** Opening INFORMATION SUPPLIED block **

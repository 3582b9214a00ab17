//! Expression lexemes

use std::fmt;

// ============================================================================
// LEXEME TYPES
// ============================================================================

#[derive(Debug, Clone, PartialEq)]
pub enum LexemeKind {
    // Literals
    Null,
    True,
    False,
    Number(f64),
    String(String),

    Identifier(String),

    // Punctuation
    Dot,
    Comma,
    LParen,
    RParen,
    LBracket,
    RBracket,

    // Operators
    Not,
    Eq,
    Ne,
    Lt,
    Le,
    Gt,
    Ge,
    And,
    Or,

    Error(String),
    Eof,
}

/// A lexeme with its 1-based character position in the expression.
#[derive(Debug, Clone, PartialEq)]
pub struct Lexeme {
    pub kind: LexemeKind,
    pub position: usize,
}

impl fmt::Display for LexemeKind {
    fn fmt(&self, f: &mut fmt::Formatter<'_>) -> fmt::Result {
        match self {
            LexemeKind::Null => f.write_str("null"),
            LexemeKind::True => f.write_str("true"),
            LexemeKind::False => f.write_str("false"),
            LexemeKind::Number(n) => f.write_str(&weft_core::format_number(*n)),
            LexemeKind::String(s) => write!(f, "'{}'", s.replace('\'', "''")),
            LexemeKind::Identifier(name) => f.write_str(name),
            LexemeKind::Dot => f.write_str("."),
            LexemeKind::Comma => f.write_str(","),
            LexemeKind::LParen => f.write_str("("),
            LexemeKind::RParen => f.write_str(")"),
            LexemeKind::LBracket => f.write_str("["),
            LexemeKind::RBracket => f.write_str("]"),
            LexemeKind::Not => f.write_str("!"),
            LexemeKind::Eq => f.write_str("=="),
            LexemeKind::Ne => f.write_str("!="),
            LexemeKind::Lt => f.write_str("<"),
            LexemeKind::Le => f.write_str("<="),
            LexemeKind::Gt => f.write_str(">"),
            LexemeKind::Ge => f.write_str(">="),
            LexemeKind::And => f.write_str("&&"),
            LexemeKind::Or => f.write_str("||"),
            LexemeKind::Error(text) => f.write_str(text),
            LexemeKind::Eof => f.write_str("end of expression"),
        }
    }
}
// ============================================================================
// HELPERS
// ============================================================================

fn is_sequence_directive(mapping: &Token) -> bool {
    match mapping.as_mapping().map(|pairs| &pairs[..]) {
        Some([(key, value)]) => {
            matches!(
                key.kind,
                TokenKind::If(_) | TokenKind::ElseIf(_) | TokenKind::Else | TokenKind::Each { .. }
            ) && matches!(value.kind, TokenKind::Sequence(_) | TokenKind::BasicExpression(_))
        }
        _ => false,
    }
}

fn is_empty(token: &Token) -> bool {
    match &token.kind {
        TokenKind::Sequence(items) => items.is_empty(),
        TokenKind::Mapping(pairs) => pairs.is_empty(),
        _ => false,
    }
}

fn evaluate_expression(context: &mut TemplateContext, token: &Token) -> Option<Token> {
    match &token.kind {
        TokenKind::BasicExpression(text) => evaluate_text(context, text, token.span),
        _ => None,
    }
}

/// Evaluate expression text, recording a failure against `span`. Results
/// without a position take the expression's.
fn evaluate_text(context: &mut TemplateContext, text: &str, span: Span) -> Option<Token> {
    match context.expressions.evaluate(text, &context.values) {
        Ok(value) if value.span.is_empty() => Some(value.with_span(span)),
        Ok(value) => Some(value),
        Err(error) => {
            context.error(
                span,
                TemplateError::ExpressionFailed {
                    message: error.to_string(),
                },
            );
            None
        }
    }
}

** Closing INFORMATION SUPPLIED block **
** Opening INFORMATION SUPPLIED block **

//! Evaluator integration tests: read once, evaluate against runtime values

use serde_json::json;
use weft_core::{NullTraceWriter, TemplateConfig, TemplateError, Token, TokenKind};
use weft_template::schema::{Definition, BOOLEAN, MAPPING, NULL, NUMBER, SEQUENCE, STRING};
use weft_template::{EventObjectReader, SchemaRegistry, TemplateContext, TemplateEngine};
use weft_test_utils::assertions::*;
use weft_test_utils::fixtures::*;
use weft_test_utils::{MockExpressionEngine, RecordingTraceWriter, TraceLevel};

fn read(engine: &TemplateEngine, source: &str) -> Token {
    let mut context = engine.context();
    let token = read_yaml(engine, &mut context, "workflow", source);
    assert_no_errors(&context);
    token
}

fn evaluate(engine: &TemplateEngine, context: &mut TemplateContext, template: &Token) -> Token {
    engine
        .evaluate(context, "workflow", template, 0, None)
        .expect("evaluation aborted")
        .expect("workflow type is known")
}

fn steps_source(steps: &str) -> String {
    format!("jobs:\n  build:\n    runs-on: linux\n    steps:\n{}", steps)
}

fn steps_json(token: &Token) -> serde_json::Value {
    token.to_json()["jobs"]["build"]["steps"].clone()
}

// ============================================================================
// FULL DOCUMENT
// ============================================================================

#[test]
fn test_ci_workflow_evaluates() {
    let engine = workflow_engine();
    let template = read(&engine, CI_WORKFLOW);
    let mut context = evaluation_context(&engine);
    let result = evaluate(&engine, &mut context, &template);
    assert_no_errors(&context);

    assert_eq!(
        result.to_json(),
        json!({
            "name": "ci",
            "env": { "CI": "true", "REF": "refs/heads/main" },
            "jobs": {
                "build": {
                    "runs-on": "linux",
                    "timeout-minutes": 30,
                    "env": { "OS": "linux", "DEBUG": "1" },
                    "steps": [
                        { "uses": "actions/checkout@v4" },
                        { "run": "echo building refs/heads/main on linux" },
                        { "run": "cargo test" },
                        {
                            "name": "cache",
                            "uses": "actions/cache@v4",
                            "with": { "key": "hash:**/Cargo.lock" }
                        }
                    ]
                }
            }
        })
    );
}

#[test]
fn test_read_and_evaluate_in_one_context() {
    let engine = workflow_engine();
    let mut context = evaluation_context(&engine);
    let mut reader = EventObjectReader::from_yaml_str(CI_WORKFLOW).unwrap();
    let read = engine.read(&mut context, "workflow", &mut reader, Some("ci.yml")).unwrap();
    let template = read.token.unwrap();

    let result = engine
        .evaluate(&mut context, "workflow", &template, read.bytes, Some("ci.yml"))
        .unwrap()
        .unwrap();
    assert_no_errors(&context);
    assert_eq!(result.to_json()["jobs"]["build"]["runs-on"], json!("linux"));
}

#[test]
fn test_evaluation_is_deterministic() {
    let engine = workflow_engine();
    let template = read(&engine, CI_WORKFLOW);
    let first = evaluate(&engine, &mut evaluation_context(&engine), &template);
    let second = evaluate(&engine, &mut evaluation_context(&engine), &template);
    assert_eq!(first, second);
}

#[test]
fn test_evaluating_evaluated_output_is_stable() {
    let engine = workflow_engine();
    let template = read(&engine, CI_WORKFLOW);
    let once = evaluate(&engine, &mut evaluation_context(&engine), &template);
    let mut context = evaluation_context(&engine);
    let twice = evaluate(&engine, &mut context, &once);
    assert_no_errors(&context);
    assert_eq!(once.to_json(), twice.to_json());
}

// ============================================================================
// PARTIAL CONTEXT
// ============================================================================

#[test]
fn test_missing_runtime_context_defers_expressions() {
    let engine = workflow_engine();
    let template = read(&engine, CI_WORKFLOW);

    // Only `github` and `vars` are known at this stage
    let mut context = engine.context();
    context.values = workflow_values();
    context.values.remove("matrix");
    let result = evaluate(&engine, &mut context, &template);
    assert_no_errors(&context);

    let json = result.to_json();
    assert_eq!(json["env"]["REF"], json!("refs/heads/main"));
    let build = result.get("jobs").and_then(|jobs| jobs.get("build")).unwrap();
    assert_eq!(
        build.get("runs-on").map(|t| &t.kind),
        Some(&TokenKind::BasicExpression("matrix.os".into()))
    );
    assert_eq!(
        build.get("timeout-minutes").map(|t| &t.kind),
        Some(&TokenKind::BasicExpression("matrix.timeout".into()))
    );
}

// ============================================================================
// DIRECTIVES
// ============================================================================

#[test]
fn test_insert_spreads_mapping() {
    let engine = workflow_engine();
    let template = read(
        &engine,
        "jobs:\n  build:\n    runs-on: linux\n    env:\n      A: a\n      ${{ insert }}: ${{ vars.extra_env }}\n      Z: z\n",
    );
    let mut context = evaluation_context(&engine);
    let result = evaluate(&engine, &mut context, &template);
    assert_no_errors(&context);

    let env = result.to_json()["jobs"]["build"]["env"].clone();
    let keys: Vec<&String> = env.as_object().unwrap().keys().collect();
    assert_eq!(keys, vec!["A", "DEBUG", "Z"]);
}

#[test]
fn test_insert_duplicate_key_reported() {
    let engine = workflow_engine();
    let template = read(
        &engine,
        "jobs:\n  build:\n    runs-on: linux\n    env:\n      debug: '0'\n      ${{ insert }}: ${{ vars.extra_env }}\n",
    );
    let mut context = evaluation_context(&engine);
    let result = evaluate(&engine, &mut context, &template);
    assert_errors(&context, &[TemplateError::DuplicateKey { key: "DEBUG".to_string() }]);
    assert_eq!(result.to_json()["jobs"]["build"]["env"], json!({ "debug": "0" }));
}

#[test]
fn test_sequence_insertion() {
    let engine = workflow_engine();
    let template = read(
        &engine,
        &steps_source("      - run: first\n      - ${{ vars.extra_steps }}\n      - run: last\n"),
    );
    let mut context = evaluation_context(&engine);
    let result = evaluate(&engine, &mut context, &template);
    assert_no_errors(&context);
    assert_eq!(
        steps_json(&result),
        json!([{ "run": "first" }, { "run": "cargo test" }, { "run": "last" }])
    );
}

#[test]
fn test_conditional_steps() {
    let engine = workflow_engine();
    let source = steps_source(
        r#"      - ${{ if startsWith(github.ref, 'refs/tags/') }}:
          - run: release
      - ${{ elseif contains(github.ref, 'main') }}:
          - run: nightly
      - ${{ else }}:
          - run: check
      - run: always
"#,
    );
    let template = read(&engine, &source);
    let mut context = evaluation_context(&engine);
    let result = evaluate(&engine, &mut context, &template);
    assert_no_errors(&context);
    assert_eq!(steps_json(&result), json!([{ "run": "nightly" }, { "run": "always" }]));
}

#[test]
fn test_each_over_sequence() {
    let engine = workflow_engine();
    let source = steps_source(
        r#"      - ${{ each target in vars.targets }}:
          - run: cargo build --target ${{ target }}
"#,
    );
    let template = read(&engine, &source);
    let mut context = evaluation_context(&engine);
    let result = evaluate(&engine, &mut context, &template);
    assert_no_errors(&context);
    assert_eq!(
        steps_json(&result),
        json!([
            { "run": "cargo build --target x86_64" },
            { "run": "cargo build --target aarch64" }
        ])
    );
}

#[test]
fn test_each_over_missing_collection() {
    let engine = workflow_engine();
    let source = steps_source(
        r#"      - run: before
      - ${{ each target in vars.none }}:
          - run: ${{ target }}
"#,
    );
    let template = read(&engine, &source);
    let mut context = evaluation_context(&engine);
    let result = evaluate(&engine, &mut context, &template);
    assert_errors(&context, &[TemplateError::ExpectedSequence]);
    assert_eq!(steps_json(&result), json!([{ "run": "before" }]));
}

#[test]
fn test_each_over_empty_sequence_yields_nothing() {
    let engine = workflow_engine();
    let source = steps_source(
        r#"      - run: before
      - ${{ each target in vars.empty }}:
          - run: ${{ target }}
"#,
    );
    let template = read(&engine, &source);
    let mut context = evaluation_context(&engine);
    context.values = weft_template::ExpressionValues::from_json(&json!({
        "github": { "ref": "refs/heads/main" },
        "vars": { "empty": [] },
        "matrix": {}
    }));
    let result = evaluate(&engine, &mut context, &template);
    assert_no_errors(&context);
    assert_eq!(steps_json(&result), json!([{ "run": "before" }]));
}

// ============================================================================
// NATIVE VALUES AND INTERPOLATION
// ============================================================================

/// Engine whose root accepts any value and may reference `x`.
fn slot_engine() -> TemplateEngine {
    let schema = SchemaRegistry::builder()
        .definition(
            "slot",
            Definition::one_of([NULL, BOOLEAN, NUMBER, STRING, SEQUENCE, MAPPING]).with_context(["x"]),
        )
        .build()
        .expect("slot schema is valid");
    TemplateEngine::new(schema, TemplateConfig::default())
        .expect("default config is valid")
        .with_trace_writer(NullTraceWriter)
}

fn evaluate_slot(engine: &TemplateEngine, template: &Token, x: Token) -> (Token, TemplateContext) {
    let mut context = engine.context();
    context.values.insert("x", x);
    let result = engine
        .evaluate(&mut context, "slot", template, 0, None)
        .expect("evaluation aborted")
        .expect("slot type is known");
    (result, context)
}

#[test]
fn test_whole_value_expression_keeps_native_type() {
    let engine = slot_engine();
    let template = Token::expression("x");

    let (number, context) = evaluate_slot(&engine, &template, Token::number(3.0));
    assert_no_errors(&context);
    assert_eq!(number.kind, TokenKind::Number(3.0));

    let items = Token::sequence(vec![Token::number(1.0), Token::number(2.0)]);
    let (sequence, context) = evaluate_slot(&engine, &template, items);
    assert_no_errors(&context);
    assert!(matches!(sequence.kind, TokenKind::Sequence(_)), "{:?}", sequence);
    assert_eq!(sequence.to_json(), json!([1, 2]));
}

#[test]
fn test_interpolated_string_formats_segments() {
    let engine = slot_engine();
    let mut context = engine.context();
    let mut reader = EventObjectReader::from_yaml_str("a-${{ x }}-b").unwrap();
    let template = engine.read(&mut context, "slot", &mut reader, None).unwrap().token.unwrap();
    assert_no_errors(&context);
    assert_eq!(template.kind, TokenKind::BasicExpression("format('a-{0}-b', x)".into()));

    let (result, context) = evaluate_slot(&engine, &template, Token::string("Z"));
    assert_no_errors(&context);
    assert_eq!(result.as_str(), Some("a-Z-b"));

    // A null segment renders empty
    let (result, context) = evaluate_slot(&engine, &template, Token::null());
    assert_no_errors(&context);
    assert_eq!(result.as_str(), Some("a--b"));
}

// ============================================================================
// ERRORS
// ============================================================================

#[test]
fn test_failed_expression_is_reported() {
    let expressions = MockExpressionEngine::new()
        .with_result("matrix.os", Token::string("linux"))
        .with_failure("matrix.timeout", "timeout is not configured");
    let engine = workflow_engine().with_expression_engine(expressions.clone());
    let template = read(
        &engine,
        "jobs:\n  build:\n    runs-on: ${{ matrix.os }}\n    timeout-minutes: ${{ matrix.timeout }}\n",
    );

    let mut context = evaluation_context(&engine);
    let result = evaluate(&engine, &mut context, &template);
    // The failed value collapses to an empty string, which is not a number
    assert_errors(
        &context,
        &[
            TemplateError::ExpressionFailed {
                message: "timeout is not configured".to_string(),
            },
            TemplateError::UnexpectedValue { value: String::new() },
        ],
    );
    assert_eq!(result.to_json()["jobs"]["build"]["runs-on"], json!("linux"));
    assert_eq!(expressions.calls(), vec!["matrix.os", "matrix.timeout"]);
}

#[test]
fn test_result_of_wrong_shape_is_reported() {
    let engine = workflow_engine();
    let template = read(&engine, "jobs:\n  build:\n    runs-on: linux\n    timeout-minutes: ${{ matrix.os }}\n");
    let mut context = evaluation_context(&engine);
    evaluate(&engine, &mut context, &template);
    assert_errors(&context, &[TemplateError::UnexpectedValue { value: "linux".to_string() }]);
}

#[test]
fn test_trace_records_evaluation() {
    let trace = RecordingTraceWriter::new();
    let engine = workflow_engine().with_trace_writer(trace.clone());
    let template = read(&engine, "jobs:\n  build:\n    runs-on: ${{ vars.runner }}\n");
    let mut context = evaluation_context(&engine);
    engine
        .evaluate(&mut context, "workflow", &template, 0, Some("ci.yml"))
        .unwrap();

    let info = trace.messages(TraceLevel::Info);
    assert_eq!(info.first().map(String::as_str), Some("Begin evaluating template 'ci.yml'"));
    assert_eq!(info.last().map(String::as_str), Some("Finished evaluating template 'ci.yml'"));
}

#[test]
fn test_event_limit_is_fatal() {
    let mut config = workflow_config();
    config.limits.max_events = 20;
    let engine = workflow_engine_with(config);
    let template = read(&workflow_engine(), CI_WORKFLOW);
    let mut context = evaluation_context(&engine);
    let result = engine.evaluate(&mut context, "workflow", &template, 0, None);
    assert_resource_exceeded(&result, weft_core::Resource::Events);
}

** Closing INFORMATION SUPPLIED block **

* WORK TO COMPLETE *
Your answer should be a single number: how many lines of the material above include "name".

* ANSWER TO THIS EXERCISE *
3